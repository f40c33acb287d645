//! Reasoning REST Server
//!
//! HTTP API over the reasoning chain generation pipeline.

use anyhow::Result;
use clap::Parser;
use std::net::SocketAddr;
use std::path::PathBuf;

use reasoning::config::Config;
use reasoning::server::startup::start_server;

#[derive(Parser)]
#[command(name = "reasoning_server")]
#[command(about = "Reasoning REST API Server")]
#[command(version = concat!(env!("CARGO_PKG_VERSION"), ", courtesy of Kernelle Software"))]
struct Args {
  /// Server bind address
  #[arg(long, default_value = "127.0.0.1:3000")]
  bind: SocketAddr,

  /// YAML configuration file
  #[arg(long, env = "REASONING_CONFIG")]
  config: Option<PathBuf>,

  /// Enable verbose logging
  #[arg(short, long)]
  verbose: bool,
}

#[tokio::main]
async fn main() -> Result<()> {
  let args = Args::parse();
  bentley::init(args.verbose);

  let config = Config::load(args.config.as_deref())?;

  bentley::info!("starting Reasoning REST Server v{}", env!("CARGO_PKG_VERSION"));
  bentley::info!("binding to address: {}", args.bind);

  start_server(args.bind, config).await
}
//! Error taxonomy shared by every component of the request path.

use serde::{Deserialize, Serialize};
use std::fmt;
use thiserror::Error;

#[derive(Error, Debug, Clone, PartialEq)]
pub enum ServiceError {
  #[error("invalid input: {message}")]
  Validation { message: String },

  #[error("authentication failed: {message}")]
  Auth { message: String },

  #[error("service unavailable: {message}")]
  Transient { message: String },

  #[error("malformed response: {message}")]
  MalformedResponse { message: String },

  #[error("vector store error: {message}")]
  Store { message: String },
}

/// Serialisable discriminant of [`ServiceError`], used in outcomes and API responses.
#[derive(Debug, Clone, Copy, PartialEq, Eq, Hash, Serialize, Deserialize)]
#[serde(rename_all = "snake_case")]
pub enum ErrorKind {
  ValidationError,
  AuthError,
  TransientServiceError,
  MalformedResponseError,
  StoreError,
}

impl ServiceError {
  pub fn validation(message: impl Into<String>) -> Self {
    Self::Validation { message: message.into() }
  }

  pub fn auth(message: impl Into<String>) -> Self {
    Self::Auth { message: message.into() }
  }

  pub fn transient(message: impl Into<String>) -> Self {
    Self::Transient { message: message.into() }
  }

  pub fn malformed(message: impl Into<String>) -> Self {
    Self::MalformedResponse { message: message.into() }
  }

  pub fn store(message: impl Into<String>) -> Self {
    Self::Store { message: message.into() }
  }

  pub fn kind(&self) -> ErrorKind {
    match self {
      Self::Validation { .. } => ErrorKind::ValidationError,
      Self::Auth { .. } => ErrorKind::AuthError,
      Self::Transient { .. } => ErrorKind::TransientServiceError,
      Self::MalformedResponse { .. } => ErrorKind::MalformedResponseError,
      Self::Store { .. } => ErrorKind::StoreError,
    }
  }

  /// Only transient failures are worth another attempt.
  pub fn is_retryable(&self) -> bool {
    matches!(self, Self::Transient { .. })
  }

  pub fn message(&self) -> &str {
    match self {
      Self::Validation { message }
      | Self::Auth { message }
      | Self::Transient { message }
      | Self::MalformedResponse { message }
      | Self::Store { message } => message,
    }
  }
}

impl ErrorKind {
  pub fn as_str(&self) -> &'static str {
    match self {
      Self::ValidationError => "validation_error",
      Self::AuthError => "auth_error",
      Self::TransientServiceError => "transient_service_error",
      Self::MalformedResponseError => "malformed_response_error",
      Self::StoreError => "store_error",
    }
  }
}

impl fmt::Display for ErrorKind {
  fn fmt(&self, f: &mut fmt::Formatter<'_>) -> fmt::Result {
    f.write_str(self.as_str())
  }
}

impl From<serde_json::Error> for ServiceError {
  fn from(e: serde_json::Error) -> Self {
    Self::malformed(e.to_string())
  }
}

pub type Result<T, E = ServiceError> = std::result::Result<T, E>;
//! Text to vector, through a hosted embedding API.

use async_trait::async_trait;
use serde::{Deserialize, Serialize};
use std::collections::HashMap;
use std::sync::{Arc, Mutex};

use crate::config::Config;
use crate::error::{Result, ServiceError};
use crate::http::ApiClient;
use crate::retry::RetryPolicy;

/// Cached vectors kept per client before the cache stops growing
const CACHE_CAPACITY: usize = 1024;

/// One embedding attempt against a backend. Implementations must not retry.
#[cfg_attr(test, mockall::automock)]
#[async_trait]
pub trait EmbeddingService: Send + Sync {
  async fn embed(&self, text: &str) -> Result<Vec<f32>>;
}

/// `POST {base}/embeddings` on an OpenAI-compatible API.
pub struct OpenAiEmbeddingService {
  api: ApiClient,
  model: String,
  dimensions: Option<usize>,
}

#[derive(Serialize)]
struct EmbeddingRequest<'a> {
  model: &'a str,
  input: &'a str,
  encoding_format: &'static str,
  #[serde(skip_serializing_if = "Option::is_none")]
  dimensions: Option<usize>,
}

#[derive(Deserialize)]
struct EmbeddingResponse {
  data: Vec<EmbeddingData>,
}

#[derive(Deserialize)]
struct EmbeddingData {
  embedding: Vec<f32>,
}

impl OpenAiEmbeddingService {
  pub fn new(api: ApiClient, model: impl Into<String>, dimensions: Option<usize>) -> Self {
    Self { api, model: model.into(), dimensions }
  }
}

#[async_trait]
impl EmbeddingService for OpenAiEmbeddingService {
  async fn embed(&self, text: &str) -> Result<Vec<f32>> {
    let request = EmbeddingRequest {
      model: &self.model,
      input: text,
      encoding_format: "float",
      dimensions: self.dimensions,
    };

    let response: EmbeddingResponse = self.api.post_json("/embeddings", &request).await?;
    response
      .data
      .into_iter()
      .next()
      .map(|data| data.embedding)
      .ok_or_else(|| ServiceError::malformed("embedding response contained no data"))
  }
}

/// Validating, retrying, optionally caching front for an [`EmbeddingService`].
pub struct EmbeddingClient {
  service: Arc<dyn EmbeddingService>,
  retry: RetryPolicy,
  dimensions: Option<usize>,
  cache: Option<Mutex<HashMap<String, Vec<f32>>>>,
}

impl EmbeddingClient {
  pub fn new(service: Arc<dyn EmbeddingService>, retry: RetryPolicy) -> Self {
    Self { service, retry, dimensions: None, cache: None }
  }

  /// Production client for the configured hosted model.
  pub fn from_config(config: &Config) -> Result<Self> {
    let api = ApiClient::from_config(config)?;
    let service = OpenAiEmbeddingService::new(
      api,
      config.embedding_model.clone(),
      config.embedding_dimensions,
    );

    Ok(
      Self::new(Arc::new(service), config.retry_policy())
        .with_cache(config.cache_embeddings)
        .expect_dimensions(config.embedding_dimensions),
    )
  }

  /// Remember vectors by exact input text.
  pub fn with_cache(mut self, enabled: bool) -> Self {
    self.cache = enabled.then(|| Mutex::new(HashMap::new()));
    self
  }

  /// Reject vectors whose length differs from `dimensions`.
  pub fn expect_dimensions(mut self, dimensions: Option<usize>) -> Self {
    self.dimensions = dimensions;
    self
  }

  pub async fn embed(&self, text: &str) -> Result<Vec<f32>> {
    if text.trim().is_empty() {
      return Err(ServiceError::validation("text to embed must not be empty"));
    }

    if let Some(vector) = self.cached(text) {
      bentley::verbose!("embedding cache hit ({} chars)", text.len());
      return Ok(vector);
    }

    let vector = self.retry.run("embedding", || self.service.embed(text)).await?;
    self.check(&vector)?;
    self.remember(text, &vector);
    Ok(vector)
  }

  fn check(&self, vector: &[f32]) -> Result<()> {
    if vector.is_empty() {
      return Err(ServiceError::malformed("embedding service returned an empty vector"));
    }
    if let Some(expected) = self.dimensions {
      if vector.len() != expected {
        return Err(ServiceError::malformed(format!(
          "expected a {expected}-dimensional embedding, got {}",
          vector.len()
        )));
      }
    }
    if vector.iter().any(|value| !value.is_finite()) {
      return Err(ServiceError::malformed("embedding contains non-finite values"));
    }
    Ok(())
  }

  fn cached(&self, text: &str) -> Option<Vec<f32>> {
    let cache = self.cache.as_ref()?.lock().ok()?;
    cache.get(text).cloned()
  }

  fn remember(&self, text: &str, vector: &[f32]) {
    let Some(cache) = &self.cache else { return };
    if let Ok(mut cache) = cache.lock() {
      if cache.len() < CACHE_CAPACITY {
        cache.insert(text.to_string(), vector.to_vec());
      }
    }
  }
}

* * * * * * * * *

## [Assigned task]
All lines with the word "Debug" need to be copied from the data above.

## [Task output]
#[derive(Error, Debug, Clone, PartialEq)]
#[derive(Debug, Clone, Copy, PartialEq, Eq, Hash, Serialize, Deserialize)]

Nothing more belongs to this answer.